To connect with any Dare County representative—local, state, or congressional—see Elected Representatives.

Municipal Government

Across the state, and particularly in Dare County, city and town governments are where the action is. From beach nourishment to recycling programs, they have taken the lead in addressing issues being ignored by county, state, and federal governments.

In North Carolina, the state legislature creates or incorporates towns. Policy is set by an elected board, and town operations are run by a CEO-like manager.

Dare County has six towns, or municipalities. Each provides fundamental services to its community: police, fire, solid-waste management, zoning, building inspection, municipal water, and wastewater treatment. Each town also provides different levels of service and tax rates, based on citizens’ preferences.

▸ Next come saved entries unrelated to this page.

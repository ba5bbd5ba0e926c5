//! HTML query for anchor targets
//!
//! The static phase only needs the raw `href` value of every `<a href>`;
//! resolution and classification happen afterwards.

use scraper::{Html, Selector};

/// Selector used by both extraction phases
pub const ANCHOR_SELECTOR: &str = "a[href]";

/// Parses HTML content and returns the raw `href` of every anchor
///
/// # Returns
///
/// * `Ok(Vec<String>)` - hrefs in document order (may be empty)
/// * `Err(String)` - the body is empty or the selector is invalid
///
/// # Example
///
/// ```
/// use product_trawler::crawler::extract_anchor_hrefs;
///
/// let html = r#"<html><body><a href="/product/1">One</a><a>none</a></body></html>"#;
/// assert_eq!(extract_anchor_hrefs(html).unwrap(), vec!["/product/1".to_string()]);
/// ```
pub fn extract_anchor_hrefs(html: &str) -> Result<Vec<String>, String> {
    if html.trim().is_empty() {
        return Err("empty document".to_string());
    }

    let selector = Selector::parse(ANCHOR_SELECTOR)
        .map_err(|e| format!("invalid selector '{}': {:?}", ANCHOR_SELECTOR, e))?;

    let document = Html::parse_document(html);
    let hrefs = document
        .select(&selector)
        .filter_map(|element| element.value().attr("href"))
        .map(str::to_string)
        .collect();

    Ok(hrefs)
}

/// Returns true if a Content-Type header denotes an HTML document
pub fn is_html_content_type(content_type: &str) -> bool {
    let mime = content_type
        .split(';')
        .next()
        .unwrap_or_default()
        .trim()
        .to_ascii_lowercase();
    mime == "text/html" || mime == "application/xhtml+xml"
}
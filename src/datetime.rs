//! Date/time block (registers 0x00-0x06).
//!
//! A [`DateTimeRecord`] is assembled from the seven clock registers once a
//! complete, in-order burst has been observed. It keeps the values exactly as
//! the device encodes them (12-hour values stay 12-hour) and can be folded
//! into a chrono [`NaiveDateTime`] when the registers hold a real date.
//!
//! The year is always reported as 2000 + offset; the century bit is exposed
//! but not added in.

use core::fmt;

use chrono::{NaiveDate, NaiveDateTime, Weekday};

use crate::bus::Direction;
use crate::config::{weekday_name, FirstDayOfWeek};
use crate::field::Hour;
use crate::registers::{Date, Day, Hours, Minutes, Month, Seconds, Year};

/// A complete date/time burst.
#[derive(Copy, Clone, Debug, PartialEq, Eq)]
pub struct DateTimeRecord {
    pub direction: Direction,
    pub seconds: u8,
    pub minutes: u8,
    pub hours: Hour,
    /// Raw day register index (1-7 on a well-behaved master)
    pub weekday_index: u8,
    /// `weekday_index` under the configured week ordering
    pub weekday: Option<Weekday>,
    pub date: u8,
    pub month: u8,
    /// Years since 2000
    pub year_offset: u8,
    pub century: bool,
}

impl DateTimeRecord {
    /// Builds the record from the raw register bytes, Seconds first.
    ///
    /// # Arguments
    /// * `direction` - Direction of the transfer that carried the block
    /// * `data` - Registers 0x00-0x06 as captured
    /// * `first_day_of_week` - Week ordering used to name the day register
    #[must_use]
    pub fn from_registers(
        direction: Direction,
        data: [u8; 7],
        first_day_of_week: FirstDayOfWeek,
    ) -> Self {
        let weekday_index = Day::from(data[3]).index();
        let month = Month::from(data[5]);
        DateTimeRecord {
            direction,
            seconds: Seconds::from(data[0]).value(),
            minutes: Minutes::from(data[1]).value(),
            hours: Hours::from(data[2]).hour(),
            weekday_index,
            weekday: first_day_of_week.weekday(weekday_index),
            date: Date::from(data[4]).value(),
            month: month.value(),
            year_offset: Year::from(data[6]).offset(),
            century: month.century(),
        }
    }

    #[must_use]
    pub fn year(&self) -> i32 {
        2000 + i32::from(self.year_offset)
    }

    /// Converts to a chrono date and time.
    ///
    /// Returns `None` when the registers do not describe a valid calendar
    /// date or time of day.
    #[must_use]
    pub fn to_naive_datetime(&self) -> Option<NaiveDateTime> {
        let hours = u32::from(self.hours.to_24h());
        debug!(
            "h={} m={} s={} d={} m={} y={}",
            hours,
            self.minutes,
            self.seconds,
            self.date,
            self.month,
            self.year()
        );
        NaiveDate::from_ymd_opt(self.year(), u32::from(self.month), u32::from(self.date))
            .and_then(|d| d.and_hms_opt(hours, u32::from(self.minutes), u32::from(self.seconds)))
    }
}

/// Renders a weekday, or the raw index when it does not name one.
pub(crate) struct WeekdayLabel(pub Option<Weekday>, pub u8);

impl fmt::Display for WeekdayLabel {
    fn fmt(&self, f: &mut fmt::Formatter<'_>) -> fmt::Result {
        match self.0 {
            Some(day) => f.write_str(weekday_name(day)),
            None => write!(f, "invalid ({})", self.1),
        }
    }
}

impl fmt::Display for DateTimeRecord {
    fn fmt(&self, f: &mut fmt::Formatter<'_>) -> fmt::Result {
        write!(
            f,
            "{} Date / time: {}, {:02}.{:02}.{:04} {}:{:02}:{:02}{}",
            self.direction,
            WeekdayLabel(self.weekday, self.weekday_index),
            self.date,
            self.month,
            self.year(),
            self.hours,
            self.minutes,
            self.seconds,
            self.hours.suffix()
        )
    }
}
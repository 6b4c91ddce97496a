//! Logging shims.
//!
//! With the `defmt` feature the macros forward to `defmt`, with `log` they
//! forward to `log`, and with neither they expand to nothing.
#![allow(unused_macros)]

cfg_if::cfg_if! {
    if #[cfg(feature = "defmt")] {
        macro_rules! trace { ($($arg:tt)*) => { ::defmt::trace!($($arg)*) }; }
        macro_rules! debug { ($($arg:tt)*) => { ::defmt::debug!($($arg)*) }; }
        macro_rules! info { ($($arg:tt)*) => { ::defmt::info!($($arg)*) }; }
        macro_rules! warn { ($($arg:tt)*) => { ::defmt::warn!($($arg)*) }; }
    } else if #[cfg(feature = "log")] {
        macro_rules! trace { ($($arg:tt)*) => { ::log::trace!($($arg)*) }; }
        macro_rules! debug { ($($arg:tt)*) => { ::log::debug!($($arg)*) }; }
        macro_rules! info { ($($arg:tt)*) => { ::log::info!($($arg)*) }; }
        macro_rules! warn { ($($arg:tt)*) => { ::log::warn!($($arg)*) }; }
    } else {
        macro_rules! trace { ($($arg:tt)*) => {{}}; }
        macro_rules! debug { ($($arg:tt)*) => {{}}; }
        macro_rules! info { ($($arg:tt)*) => {{}}; }
        macro_rules! warn { ($($arg:tt)*) => {{}}; }
    }
}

Municipal elections are nonpartisan, and ballots do not show candidates’ party affiliations.

County Government


Dare County is governed by a seven-member Board of Commissioners, with operations run by a county manager. In North Carolina, county governments implement state-level programs, particularly in health and human services—e.g., programs like Medicare, SNAP (food stamps), and Women, Infants, and Children (WIC).

Additionally, the county enforces state rules on water quality, food safety, and other areas. The county government also provides municipal services—e.g., solid-waste management, public safety, and planning and zoning—to the unincorporated portions of the county.

Education in North Carolina and Dare County

Public education in North Carolina is controlled by the state, with localities providing additional control and funding. State government sets a minimum service level per pupil and funds a base pay rate for enough teachers to provide the minimum service standard. Local boards of education, working with county boards of commissioners, provide the extra funding for additional teaching staff and teacher supplements. School construction and maintenance is largely a local responsibility, with some support from state funds.

State government—

  • Establishes curriculum requirements and standards
  • Sets and funds teachers’ base salaries
  • Sets maximum class size for some grades
  • Sets system-wide testing and grading standards.

Local boards of education—

  • Work with county boards of education to establish county-wide budgets
  • Set teacher pay supplements
  • Fund additional teaching positions
  • Build and maintain school physical plants
  • Hire the system superintendent to be CEO of the county school system.

North Carolina Government

The North Carolina Constitution stipulates three branches of state government—executive, legislative, and judicial—as well as the roles and responsibilities of each. The organizational chart provided here summarizes the branches’ interrelationships.

The executive branch is headed by the governor, who runs the state and oversees department leaders. Departments include transportation, environmental quality, health and human services, and revenue. The governor is also responsible for implementing and enforcing the laws and budget adopted by the legislature. Governors are elected to four-year terms and limited to two consecutive terms.

The legislative branch, known as the North Carolina General Assembly (NCGA), consists of a 120-member House of Representatives and a 50-member Senate. Together, these representatives establish the laws of the state, determine the state’s budget, and allocate funds to state functions, including education. All NCGA legislators are elected every two years. Legislators also define the boundaries for voting districts. Dare County is in Senate District 1 and House District 6.

As described in the Judicial Branch Pocket Guide, the court system comprises the Supreme Court, Court of Appeals, Superior Court, District Court, and magistrates. District and superior courts make up the branch’s Trial Division and serve the districts established by the state legislature. The Appellate Division consists of the Court of Appeals and Supreme Court and serves the entire state.